With little doubt, it is the conservation of ground water that requires to be addressed the most urgently. New regulations must be implemented based on hydrological surveys, forbidding aggregate water to be pumped out of aquifers at a faster rate than water is arriving. This will be an expensive operation and may even close down some supplies of water. It is without any doubt that this is essential if the future economy of the island is to survive, particularly in the agricultural and related sectors.

The first thing that must be realised by everyone is that water pumped up from under the ground is not an unlimited free gift from heaven. Every drop wasted in one place may be depriving other users downstream of what they need for economical survival. The implication here is that every well and borehole in the country must be catalogued along with the water source that is being exploited by it, derived from a precise hydrological survey. However, it is not sufficient for the quantity of water extracted to be reduced to what is arriving, the depleted aquifers must be allowed to regenerate themselves. This can be done by pumping out only, say, half of the water that arrives. Even so, it would probably take at least a decade of normally wet winters before all the aquifers would be restored to a more-or-less normal situation.

It is recommended that existing subsidies on borehole drilling be stopped with immediate effect and possibly replaced by a taxation on new drillings.

A precise and complete hydrological survey will have the advantage that currently unexploited sources may be discovered. These may be from aquifers underlying existing ones but separated from them by a cap of impervious rock. It is possible that large quantities of new water at depths of between 500 and 1,000 metres may be found.

The implication of the foregoing is that owners and users of wells and boreholes would need to be severely rationed as to the quantity of water they would be permitted to extract, derived from the data established by the hydrological survey and their probable requirements. Metering of each source would therefore need to become a legal obligation.
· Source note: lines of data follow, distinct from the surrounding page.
//! Globally unique identifiers for spans, segments and traces.
//!
//! An [`Id`] is three integers: the application instance that produced it,
//! the thread that produced it, and a sequence combining a millisecond
//! timestamp with a per-thread counter. Generation state lives in a
//! thread-local [`IdContext`], so generating never takes a lock.

mod context;
mod generator;

pub use context::{IdContext, SEQ_PER_MILLI};
pub use generator::{Clock, GlobalIdGenerator, InstanceRegistry, SystemClock};

use crate::core::{Result, TraceStackError, UniqueId};
use serde::{Deserialize, Serialize};
use std::fmt;
use std::str::FromStr;

/// Identifier of a span, segment or trace.
#[derive(Debug, Clone, Copy, PartialEq, Eq, Hash, Serialize, Deserialize)]
#[serde(rename_all = "camelCase")]
pub struct Id {
    /// Application instance id of the owning process
    pub owner_id: u32,
    /// Id of the thread that generated this id
    pub sequencer_id: u64,
    /// Timestamp component * 10000 + thread counter
    pub unique_seq: i64,
}

impl Id {
    /// Timestamp component of the sequence; a random value if the clock went backward
    pub fn timestamp_part(&self) -> i64 {
        self.unique_seq.div_euclid(SEQ_PER_MILLI)
    }

    /// Per-thread counter component of the sequence, in `0..10000`
    pub fn seq_part(&self) -> i64 {
        self.unique_seq.rem_euclid(SEQ_PER_MILLI)
    }
}

impl fmt::Display for Id {
    fn fmt(&self, f: &mut fmt::Formatter<'_>) -> fmt::Result {
        write!(
            f,
            "{}.{}.{}.{}",
            self.owner_id,
            self.sequencer_id,
            self.timestamp_part(),
            self.seq_part()
        )
    }
}

impl FromStr for Id {
    type Err = TraceStackError;

    fn from_str(s: &str) -> Result<Self> {
        let parts: Vec<&str> = s.split('.').collect();
        if parts.len() != 4 {
            return Err(TraceStackError::parse(format!(
                "expected owner.sequencer.timestamp.seq, got {:?}",
                s
            )));
        }

        let field = |idx: usize, name: &str| -> Result<i64> {
            parts[idx]
                .parse::<i64>()
                .map_err(|e| TraceStackError::parse(format!("invalid {} in {:?}: {}", name, s, e)))
        };

        let owner_id = u32::try_from(field(0, "owner id")?)
            .map_err(|_| TraceStackError::parse(format!("owner id out of range in {:?}", s)))?;
        let sequencer_id = u64::try_from(field(1, "sequencer id")?)
            .map_err(|_| TraceStackError::parse(format!("sequencer id out of range in {:?}", s)))?;
        let timestamp = field(2, "timestamp")?;
        let seq = field(3, "sequence")?;
        if !(0..SEQ_PER_MILLI).contains(&seq) {
            return Err(TraceStackError::parse(format!("sequence out of range in {:?}", s)));
        }

        let unique_seq = timestamp
            .checked_mul(SEQ_PER_MILLI)
            .and_then(|v| v.checked_add(seq))
            .ok_or_else(|| TraceStackError::parse(format!("timestamp out of range in {:?}", s)))?;

        Ok(Id {
            owner_id,
            sequencer_id,
            unique_seq,
        })
    }
}

impl From<Id> for UniqueId {
    fn from(id: Id) -> Self {
        // Sequencer ids are assigned from a counter and stay far below i64::MAX.
        let sequencer = i64::try_from(id.sequencer_id).unwrap_or(i64::MAX);
        UniqueId::new(vec![i64::from(id.owner_id), sequencer, id.unique_seq])
    }
}

#[cfg(test)]
mod tests {
    use super::*;

    #[test]
    fn test_display_and_parse() {
        let id = Id {
            owner_id: 3,
            sequencer_id: 17,
            unique_seq: 1_500_000_000_000 * SEQ_PER_MILLI + 42,
        };
        assert_eq!(id.to_string(), "3.17.1500000000000.42");
        assert_eq!(id.to_string().parse::<Id>().unwrap(), id);
    }

    #[test]
    fn test_negative_timestamp_component_is_lossless() {
        // Random timestamp components used after a clock regression may be negative.
        let id = Id {
            owner_id: 1,
            sequencer_id: 2,
            unique_seq: -123_456 * SEQ_PER_MILLI + 9_999,
        };
        assert_eq!(id.timestamp_part(), -123_456);
        assert_eq!(id.seq_part(), 9_999);
        assert_eq!(id.to_string().parse::<Id>().unwrap(), id);
    }

    #[test]
    fn test_parse_rejects_malformed() {
        assert!("1.2.3".parse::<Id>().is_err());
        assert!("1.2.3.10000".parse::<Id>().is_err());
        assert!("-1.2.3.4".parse::<Id>().is_err());
        assert!("a.2.3.4".parse::<Id>().is_err());
    }

    #[test]
    fn test_into_unique_id() {
        let id = Id {
            owner_id: 5,
            sequencer_id: 9,
            unique_seq: 77,
        };
        let unique: UniqueId = id.into();
        assert_eq!(unique.id_parts, vec![5, 9, 77]);
        assert_eq!(unique.to_segment_id(), "5.9.77");
    }
}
We suggest that extraction beyond the annual limit laid down would best be discouraged by the payment of charges on a sliding scale, at an increasingly swingeing rate according to the extra extracted volume. It is clear that this kind of measure would not be popular, but Protonique experts are unanimous that it is only by stringent measures that the situation can be resolved in the medium term.

The extractable ration under such a regime could be adjusted annually, according to the rainfall. On a more controversial note, there is the question to be resolved as to whether certain classes of users require a priority supply which would be detrimental to other classes. For example, it may be felt that private individuals who use well water for their gardens should obtain proportionally less than agricultural exploitations. This would be logical, but there would be two disadvantages:

  • the psychological impact of restricting water to the extent that their gardens would suffer unduly would not be favourable to the implementation of such plans;
  • a minority of individuals would be inclined to use municipal potable water for their gardens to make up the shortfall.